After yesterday’s paper I needed something a little easier to digest today, and ‘Simple testing can prevent most critical failures’ certainly hit the spot. Thanks to Caitie McCaffrey from whom I first heard about it. The authors studied 198 randomly sampled user-reported failures from five data-intensive distributed systems (Cassandra, HBase, HDFS, MapReduce, Redis). Each of these systems is designed to tolerate component failures and is widely used in production environments.

For each failure considered, we carefully studied the failure report, the discussion between users and developers, the logs and the code, and we manually reproduced 73 of the failures to better understand the specific manifestations that occurred.

There are a lot of really interesting findings and immediately applicable advice in this paper. But the best of all for me is the discovery that the more catastrophic the failure (impacting all users, shutting down the whole system etc.), the simpler the root cause tends to be. In fact:

Almost all catastrophic failures (48 in total – 92%) are the result of incorrect handling of non-fatal errors explicitly signalled in software.

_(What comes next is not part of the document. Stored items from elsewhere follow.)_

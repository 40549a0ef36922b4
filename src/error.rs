use miette::Diagnostic;
use thiserror::Error;

/// Main error type for dreamstar operations
#[derive(Error, Diagnostic, Debug)]
pub enum PosterError {
    #[error("IO error: {0}")]
    #[diagnostic(code(dreamstar::io))]
    IoError(#[from] std::io::Error),

    #[error("IO error with {path}: {message}")]
    #[diagnostic(code(dreamstar::io))]
    Io {
        path: std::path::PathBuf,
        message: String,
    },

    #[error("Parse error: {message}")]
    #[diagnostic(code(dreamstar::parse))]
    Parse {
        message: String,
        #[help]
        help: Option<String>,
    },

    #[error("Validation error: {message}")]
    #[diagnostic(code(dreamstar::validate))]
    Validation {
        message: String,
        #[help]
        help: Option<String>,
    },

    #[error("Render error: {message}")]
    #[diagnostic(code(dreamstar::render))]
    Render {
        message: String,
        #[help]
        help: Option<String>,
    },
}

pub type Result<T> = std::result::Result<T, PosterError>;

And about a third of those (these are failures that brought down entire production systems remember) are caused by trivial mistakes in error handling. They could have been detected by simple code inspection without even requiring any specific knowledge of the system. Here are the three things you want to check for:

  • Error handlers that ignore errors (or just contain a log statement). This example led to data loss in HBase:

  • Error handlers with “TODO” or “FIXME” in the comment. This example took down a 4000-node production cluster:

  • Error handlers that catch an abstract exception type (e.g. Exception or Throwable in Java) and then take drastic action such as aborting the system. This example brought down a whole HDFS cluster:

For these three scenarios, the authors built a static checking tool called Aspirator and used it to check some real world systems, including those in the study.

If Aspirator had been used and the captured bugs fixed, 33% of the Cassandra, HBase, HDFS, and MapReduce’s catastrophic failures we studied could have been prevented.

Using Aspirator to check the 9 systems shown in the table below found 500 new bugs and bad practices, along with 115 false-positives. 171 of these were reported as bugs back to developers, and as of the time the paper was published, 143 had been confirmed or fixed by the developers.

Another 57% of catastrophic failures caused by incorrect error handling do require some systems-specific knowledge to detect, but not a lot for a significant proportion of them…

In 23% of the catastrophic failures, while the mistakes in error handling were system specific, they are still easily detectable. More formally, the incorrect error handling in these cases would be exposed by 100% statement coverage testing on the error handling stage… once the problematic basic block in the error handling code is triggered, the failure is guaranteed to be exposed.

The final 34% of catastrophic failures do indeed involve complex bugs in error handling logic. These are much harder to systematically root out, but hey, getting rid of the other 2/3 of potentially catastrophe-inducing bugs is a pretty good start!

Other general findings

Failures are mostly easy to reproduce

A majority of the production failures (77%) can be reproduced by a unit test.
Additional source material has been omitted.